------ Records provided

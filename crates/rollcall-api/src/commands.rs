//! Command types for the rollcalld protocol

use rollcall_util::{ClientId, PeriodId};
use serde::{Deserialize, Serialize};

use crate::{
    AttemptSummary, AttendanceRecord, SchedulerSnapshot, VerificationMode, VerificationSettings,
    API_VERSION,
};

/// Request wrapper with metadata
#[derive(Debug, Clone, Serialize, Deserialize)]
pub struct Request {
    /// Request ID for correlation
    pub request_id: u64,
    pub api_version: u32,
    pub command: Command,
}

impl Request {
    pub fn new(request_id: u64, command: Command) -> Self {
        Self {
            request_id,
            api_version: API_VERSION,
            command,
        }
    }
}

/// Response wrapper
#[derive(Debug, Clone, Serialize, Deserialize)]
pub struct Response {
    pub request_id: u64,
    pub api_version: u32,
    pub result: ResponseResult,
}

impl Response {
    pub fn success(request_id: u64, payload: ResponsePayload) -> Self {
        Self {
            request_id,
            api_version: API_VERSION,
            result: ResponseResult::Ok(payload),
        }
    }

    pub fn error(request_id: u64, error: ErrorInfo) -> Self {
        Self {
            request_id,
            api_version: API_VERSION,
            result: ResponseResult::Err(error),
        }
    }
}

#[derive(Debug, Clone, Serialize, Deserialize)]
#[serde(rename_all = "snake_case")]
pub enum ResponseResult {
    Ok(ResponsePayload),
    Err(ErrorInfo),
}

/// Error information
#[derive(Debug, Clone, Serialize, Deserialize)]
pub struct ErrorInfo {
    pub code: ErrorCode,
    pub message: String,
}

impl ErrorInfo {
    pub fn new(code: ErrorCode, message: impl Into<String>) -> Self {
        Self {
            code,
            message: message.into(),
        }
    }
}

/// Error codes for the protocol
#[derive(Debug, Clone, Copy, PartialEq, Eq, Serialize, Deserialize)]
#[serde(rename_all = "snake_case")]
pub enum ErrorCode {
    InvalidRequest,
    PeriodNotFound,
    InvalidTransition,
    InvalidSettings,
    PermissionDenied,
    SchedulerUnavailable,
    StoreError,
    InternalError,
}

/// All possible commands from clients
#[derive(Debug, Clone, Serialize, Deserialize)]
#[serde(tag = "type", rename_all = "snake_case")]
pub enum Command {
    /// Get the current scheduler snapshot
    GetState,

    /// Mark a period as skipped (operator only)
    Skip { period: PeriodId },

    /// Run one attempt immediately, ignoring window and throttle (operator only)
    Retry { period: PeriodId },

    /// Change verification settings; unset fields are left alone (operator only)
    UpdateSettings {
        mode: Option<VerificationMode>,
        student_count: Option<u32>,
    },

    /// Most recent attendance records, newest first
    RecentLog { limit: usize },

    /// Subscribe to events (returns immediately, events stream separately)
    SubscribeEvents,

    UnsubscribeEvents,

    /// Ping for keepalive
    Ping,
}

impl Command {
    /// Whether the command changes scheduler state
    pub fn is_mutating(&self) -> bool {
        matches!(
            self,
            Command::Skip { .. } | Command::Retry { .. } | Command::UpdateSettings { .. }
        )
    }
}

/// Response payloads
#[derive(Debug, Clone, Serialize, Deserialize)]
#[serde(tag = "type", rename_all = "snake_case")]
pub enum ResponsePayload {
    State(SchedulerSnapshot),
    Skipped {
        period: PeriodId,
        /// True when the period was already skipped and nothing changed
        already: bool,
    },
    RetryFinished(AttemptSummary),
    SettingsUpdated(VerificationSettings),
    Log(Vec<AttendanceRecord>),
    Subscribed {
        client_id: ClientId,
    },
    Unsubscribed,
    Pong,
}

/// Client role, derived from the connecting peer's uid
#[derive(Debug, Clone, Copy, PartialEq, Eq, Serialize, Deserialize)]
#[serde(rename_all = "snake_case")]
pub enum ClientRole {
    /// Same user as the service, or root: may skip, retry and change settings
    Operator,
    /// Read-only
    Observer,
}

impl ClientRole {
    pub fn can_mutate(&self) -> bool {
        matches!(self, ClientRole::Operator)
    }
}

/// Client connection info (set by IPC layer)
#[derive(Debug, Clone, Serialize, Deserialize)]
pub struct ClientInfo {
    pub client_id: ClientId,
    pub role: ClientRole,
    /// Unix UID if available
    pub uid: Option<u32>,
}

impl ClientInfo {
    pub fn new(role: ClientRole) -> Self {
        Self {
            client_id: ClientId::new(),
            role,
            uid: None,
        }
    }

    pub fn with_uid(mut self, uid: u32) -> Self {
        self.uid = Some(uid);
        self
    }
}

------------
------ Records provided

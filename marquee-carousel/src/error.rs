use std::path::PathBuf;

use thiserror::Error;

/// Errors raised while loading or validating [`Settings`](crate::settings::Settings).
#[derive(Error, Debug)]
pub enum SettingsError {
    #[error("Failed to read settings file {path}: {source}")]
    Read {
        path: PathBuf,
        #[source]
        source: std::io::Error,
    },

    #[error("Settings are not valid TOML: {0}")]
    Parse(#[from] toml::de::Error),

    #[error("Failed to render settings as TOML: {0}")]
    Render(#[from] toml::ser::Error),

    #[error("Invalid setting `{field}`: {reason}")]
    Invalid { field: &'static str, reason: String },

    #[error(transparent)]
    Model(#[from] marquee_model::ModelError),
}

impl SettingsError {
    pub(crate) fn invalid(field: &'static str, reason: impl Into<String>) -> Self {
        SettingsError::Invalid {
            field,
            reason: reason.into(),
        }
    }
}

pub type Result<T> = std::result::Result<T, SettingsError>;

------------

What is expected >> Check every line of the data for the word "wrapper". The response is the count alone.

Answer to the problem >> 2